Some languages (Java, C#, Go...) use garbage collection (GC) that regularly reclaims no-longer-used memory as the program runs, moving memory blocks around to defragment the free memory into larger spans ("compaction"). GC is memory-safe, automatic, but expensive at runtime, as it must either temporarily stop the program or run in the background.
In other languages (C, C++...), the programmer must explicitly allocate and free the memory. This is very error-prone: each allocation must be paired with exactly one deallocation. Forgetting to free memory leaks it. Freeing memory too early or more than once ("double free" error) may lead to memory overlap and invalid variables, likely causing a program crash.

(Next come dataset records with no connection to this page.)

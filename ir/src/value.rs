use std::fmt;
use std::hash::{Hash, Hasher};

use graft_dtype::DType;
use smallvec::SmallVec;
use snafu::ensure;

use crate::error::{DataShapeMismatchSnafu, Result};
use crate::types::TensorType;

pub type Dims = SmallVec<[usize; 4]>;

/// Dense tensor literal.
///
/// Values are stored as `f64` already normalized into the dtype's domain, so integer and
/// boolean tensors hold exact values. Equality and hashing are bitwise, which keeps `NaN`
/// constants mergeable and `0.0`/`-0.0` distinct.
#[derive(Debug, Clone)]
pub struct TensorData {
    dtype: DType,
    shape: Dims,
    values: Vec<f64>,
}

impl TensorData {
    pub fn new(dtype: DType, shape: &[usize], values: Vec<f64>) -> Result<Self> {
        let expected: usize = shape.iter().product();
        ensure!(values.len() == expected, DataShapeMismatchSnafu { len: values.len(), shape: shape.to_vec() });
        let values = values.into_iter().map(|v| dtype.normalize(v)).collect();
        Ok(Self { dtype, shape: shape.into(), values })
    }

    pub fn scalar(dtype: DType, value: f64) -> Self {
        Self { dtype, shape: Dims::new(), values: vec![dtype.normalize(value)] }
    }

    pub fn filled(dtype: DType, shape: &[usize], value: f64) -> Self {
        let size = shape.iter().product();
        Self { dtype, shape: shape.into(), values: vec![dtype.normalize(value); size] }
    }

    pub fn zeros(dtype: DType, shape: &[usize]) -> Self {
        Self::filled(dtype, shape, 0.0)
    }

    pub fn dtype(&self) -> DType {
        self.dtype
    }

    pub fn shape(&self) -> &[usize] {
        &self.shape
    }

    pub fn values(&self) -> &[f64] {
        &self.values
    }

    pub fn size(&self) -> usize {
        self.values.len()
    }

    pub fn ndim(&self) -> usize {
        self.shape.len()
    }

    pub fn tensor_type(&self) -> TensorType {
        TensorType::fixed(self.dtype, &self.shape)
    }

    /// The single element of a size-1 tensor.
    pub fn as_scalar(&self) -> Option<f64> {
        match self.values.as_slice() {
            [v] => Some(*v),
            _ => None,
        }
    }

    /// Whether every element equals `value`. Empty tensors never qualify.
    pub fn all_equal(&self, value: f64) -> bool {
        !self.values.is_empty() && self.values.iter().all(|v| *v == value)
    }

    /// Whether every element is truthy (non-zero).
    pub fn all_true(&self) -> bool {
        self.values.iter().all(|v| *v != 0.0)
    }

    pub fn reshape(&self, shape: &[usize]) -> Result<Self> {
        Self::new(self.dtype, shape, self.values.clone())
    }

    pub fn cast(&self, dtype: DType) -> Self {
        Self { dtype, shape: self.shape.clone(), values: self.values.iter().map(|v| dtype.normalize(*v)).collect() }
    }

    pub fn get(&self, index: &[usize]) -> Option<f64> {
        if index.len() != self.ndim() || index.iter().zip(&self.shape).any(|(i, d)| i >= d) {
            return None;
        }
        self.values.get(ravel(index, &strides(&self.shape))).copied()
    }

    /// Build a tensor of `shape` by evaluating `f` at every multi-index in row-major order.
    pub fn from_fn(dtype: DType, shape: &[usize], mut f: impl FnMut(&[usize]) -> f64) -> Self {
        let size: usize = shape.iter().product();
        let mut values = Vec::with_capacity(size);
        let mut index: Dims = smallvec::smallvec![0; shape.len()];
        for _ in 0..size {
            values.push(dtype.normalize(f(&index)));
            increment(&mut index, shape);
        }
        Self { dtype, shape: shape.into(), values }
    }

    /// Value at `index` of the broadcast of `self` to a larger shape (numpy rules).
    pub fn broadcast_get(&self, index: &[usize]) -> f64 {
        let offset = index.len() - self.ndim();
        let strides = strides(&self.shape);
        let flat = self
            .shape
            .iter()
            .zip(&strides)
            .enumerate()
            .map(|(d, (dim, stride))| if *dim == 1 { 0 } else { index[offset + d] * stride })
            .sum::<usize>();
        self.values[flat]
    }

    /// Element-wise comparison with relative and absolute tolerance. `NaN` equals `NaN`.
    pub fn approx_eq(&self, other: &TensorData, rtol: f64, atol: f64) -> bool {
        self.shape == other.shape
            && self.values.iter().zip(&other.values).all(|(a, b)| {
                (a.is_nan() && b.is_nan()) || a == b || (a - b).abs() <= atol + rtol * b.abs()
            })
    }
}

impl PartialEq for TensorData {
    fn eq(&self, other: &Self) -> bool {
        self.dtype == other.dtype
            && self.shape == other.shape
            && self.values.iter().zip(&other.values).all(|(a, b)| a.to_bits() == b.to_bits())
    }
}

impl Eq for TensorData {}

impl Hash for TensorData {
    fn hash<H: Hasher>(&self, state: &mut H) {
        self.dtype.hash(state);
        self.shape.hash(state);
        for v in &self.values {
            v.to_bits().hash(state);
        }
    }
}

impl fmt::Display for TensorData {
    fn fmt(&self, f: &mut fmt::Formatter<'_>) -> fmt::Result {
        match self.as_scalar() {
            Some(v) if self.ndim() == 0 => write!(f, "{v}"),
            _ if self.size() <= 8 => write!(f, "{:?}{:?}", self.values, self.shape.as_slice()),
            _ => write!(f, "<{} {:?}>", self.dtype, self.shape.as_slice()),
        }
    }
}

/// Row-major strides of a concrete shape.
pub fn strides(shape: &[usize]) -> Dims {
    let mut strides: Dims = smallvec::smallvec![1; shape.len()];
    for i in (0..shape.len().saturating_sub(1)).rev() {
        strides[i] = strides[i + 1] * shape[i + 1];
    }
    strides
}

pub fn ravel(index: &[usize], strides: &[usize]) -> usize {
    index.iter().zip(strides).map(|(i, s)| i * s).sum()
}

/// Advance a row-major multi-index by one position.
fn increment(index: &mut [usize], shape: &[usize]) {
    for d in (0..index.len()).rev() {
        index[d] += 1;
        if index[d] < shape[d] {
            return;
        }
        index[d] = 0;
    }
}

/// Numpy broadcast of concrete shapes, aligned from the right.
pub fn broadcast_shapes<'a>(shapes: impl IntoIterator<Item = &'a [usize]>) -> Option<Dims> {
    let mut out = Dims::new();
    for shape in shapes {
        if shape.len() > out.len() {
            let mut grown: Dims = smallvec::smallvec![1; shape.len() - out.len()];
            grown.extend_from_slice(&out);
            out = grown;
        }
        let offset = out.len() - shape.len();
        for (d, &dim) in shape.iter().enumerate() {
            let slot = &mut out[offset + d];
            match (*slot, dim) {
                (a, b) if a == b => {}
                (1, b) => *slot = b,
                (_, 1) => {}
                _ => return None,
            }
        }
    }
    Some(out)
}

Rust manages memory through its ownership system instead: the memory is automatically returned once the (one and only one) variable that owns it goes out of scope. We will see below how Rust enforces very strict rules to ensure memory safety without runtime costs.
Ownership
Rust's ownership system ensures automatic memory safety without the need for a garbage collector.
Ownership is a set of rules that the compiler enforces at compile time. If these rules are violated, the program won't compile:
- Each value in Rust has a variable that is its owner.
- There can only be one owner at a time.
- When the owner goes out of scope, the value is dropped (meaning Rust automatically calls a special drop method to deallocate the memory).
The scope of a variable is defined as follows: A variable is valid from the point it is declared until the end of its current scope (usually a block of code enclosed in curly braces { }
and typically the body of a function).
Rules 1 and 3 ensures automatic memory cleanup (no leaks). Rule 2 ensures no "double free". The following example illustrates these rules:
fn main() { // `s` is not valid here, it is not yet declared. { // Start of the scope. // When a String is created, it requests memory from the heap. let s = String::from("hello"); // `s` is valid from this point forward. println!("{s}"); } // The scope is now over, and `s` is no longer valid. // Rust automatically returns this memory to the allocator. // This prevents memory leaks. // ERROR: println!("{s}"); }
Move Semantics
When you assign a heap-allocated value (like a String
) from one variable to another, Rust moves the ownership of the value: the new variable owns the data, and the original variable becomes invalid.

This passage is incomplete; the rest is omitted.